Economy of Jersey


The economy of Jersey is largely driven by international financial services and legal services, which accounted for 40.5% of total GVA in 2010. Other sectors include construction, retail, agriculture, tourism and telecommunications.
In 2008 Jersey’s gross national income per capita was among the highest in the
world.
In 2011 the island's economy, as measured by GVA, declined by 1% to £3.6 billion.

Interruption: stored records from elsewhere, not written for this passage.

use chrono::{DateTime, Utc};
use serde::{Deserialize, Serialize};

#[derive(Debug, Clone, PartialEq, Eq, Serialize, Deserialize)]
pub struct HistoryEntry {
    pub id: u64,
    pub name: String,
    pub group: String,
    /// Wall-clock time of the workout as rendered by the server, `HH:MM`.
    pub hour: String,
    pub created_at: DateTime<Utc>,
}

/// One section of the history list: all workouts of a single day.
#[derive(Debug, Clone, PartialEq, Eq, Serialize, Deserialize)]
pub struct HistoryByDay {
    pub title: String,
    pub data: Vec<HistoryEntry>,
}
use crate::domain_model::*;
use crate::gateway::ApiError;
use serde::{Deserialize, Serialize};

#[derive(Debug, Clone, Serialize)]
pub struct SignInInput {
    pub email: String,
    pub password: String,
}

#[derive(Debug, Clone, Serialize)]
pub struct SignUpInput {
    pub name: String,
    pub email: String,
    pub password: String,
}

/// Answer of `POST /sessions`: the user plus a fresh token pair.
#[derive(Debug, Clone, Serialize, Deserialize)]
pub struct SignInResponse {
    pub user: User,
    #[serde(flatten)]
    pub session: Session,
}

#[async_trait::async_trait]
pub trait SessionService: Send + Sync {
    async fn sign_in(&self, input: SignInInput) -> Result<User, ApiError>;
    async fn sign_up(&self, input: SignUpInput) -> Result<(), ApiError>;
    /// Forgets the user locally and removes the stored user and session.
    async fn sign_out(&self) -> Result<(), ApiError>;
    /// Picks up a session persisted by an earlier run.
    async fn restore(&self) -> Result<Option<User>, ApiError>;
    async fn update_user(&self, user: User) -> Result<(), ApiError>;
    async fn update_profile(&self, update: ProfileUpdate) -> Result<(), ApiError>;
    async fn upload_avatar(&self, upload: AvatarUpload) -> Result<User, ApiError>;
    fn current_user(&self) -> Option<User>;
    fn avatar_url(&self, user: &User) -> Option<String>;
}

Financial and legal services

Jersey-based financial organisations provide services to customers worldwide. In June 2008 it was reported that 12,070 people were employed full-time, within this sector. The Royal Bank of Canada is a major employer with some 900 staff employed in Jersey, as of March 2009.
The finance sector profits rose to about £1.5 billion in 2007,
representing a real-term increase of 12% on 2006.
Jersey is one of the top worldwide Offshore financial centers It is described by some as a tax haven. It attracts deposits from customers outside of the island, seeking the advantages such places offer, like reduced tax burdens. Its taxation laws have been widely criticised by various people and groups, however the former Chief Minister of Jersey, Terry Le Sueur, has countered these criticisms, saying that "Jersey among cooperative finance centres". And in September 2013 the UK Prime Minister, David Cameron, said it was not fair any longer to refer to any of the overseas territories or Crown dependencies as tax havens, as they have taken action to make sure that they have fair and open tax systems. Its information privacy law also provides exemptions that other European countries do not, for example in the way Trusts do not have to disclose as much information to Benficiaries about use of their personal data as is normally required under such laws.
Jersey's finance industry featured in a BBC Panorama documentary, titled "Tax me if you can", first broadcast on 2 February 2009.
On 4 February 2009 Jersey Finance officially announced its intention to open a new representative office in London.
At the end of 2008 deposits in Jersey banks totalled £206 billion, down £6.2 billion from £212.3 billion at the start of the year.
The first regulated Bitcoin fund was established in Jersey in July 2014, with the approval of the Jersey Financial Services Commission, after island leaders expressed a desire for Jersey to become a global center for digital currencies. At the time of the establishment of the fund by a Jersey-based hedge fund company, Bitcoin was already being accepted by some local businesses.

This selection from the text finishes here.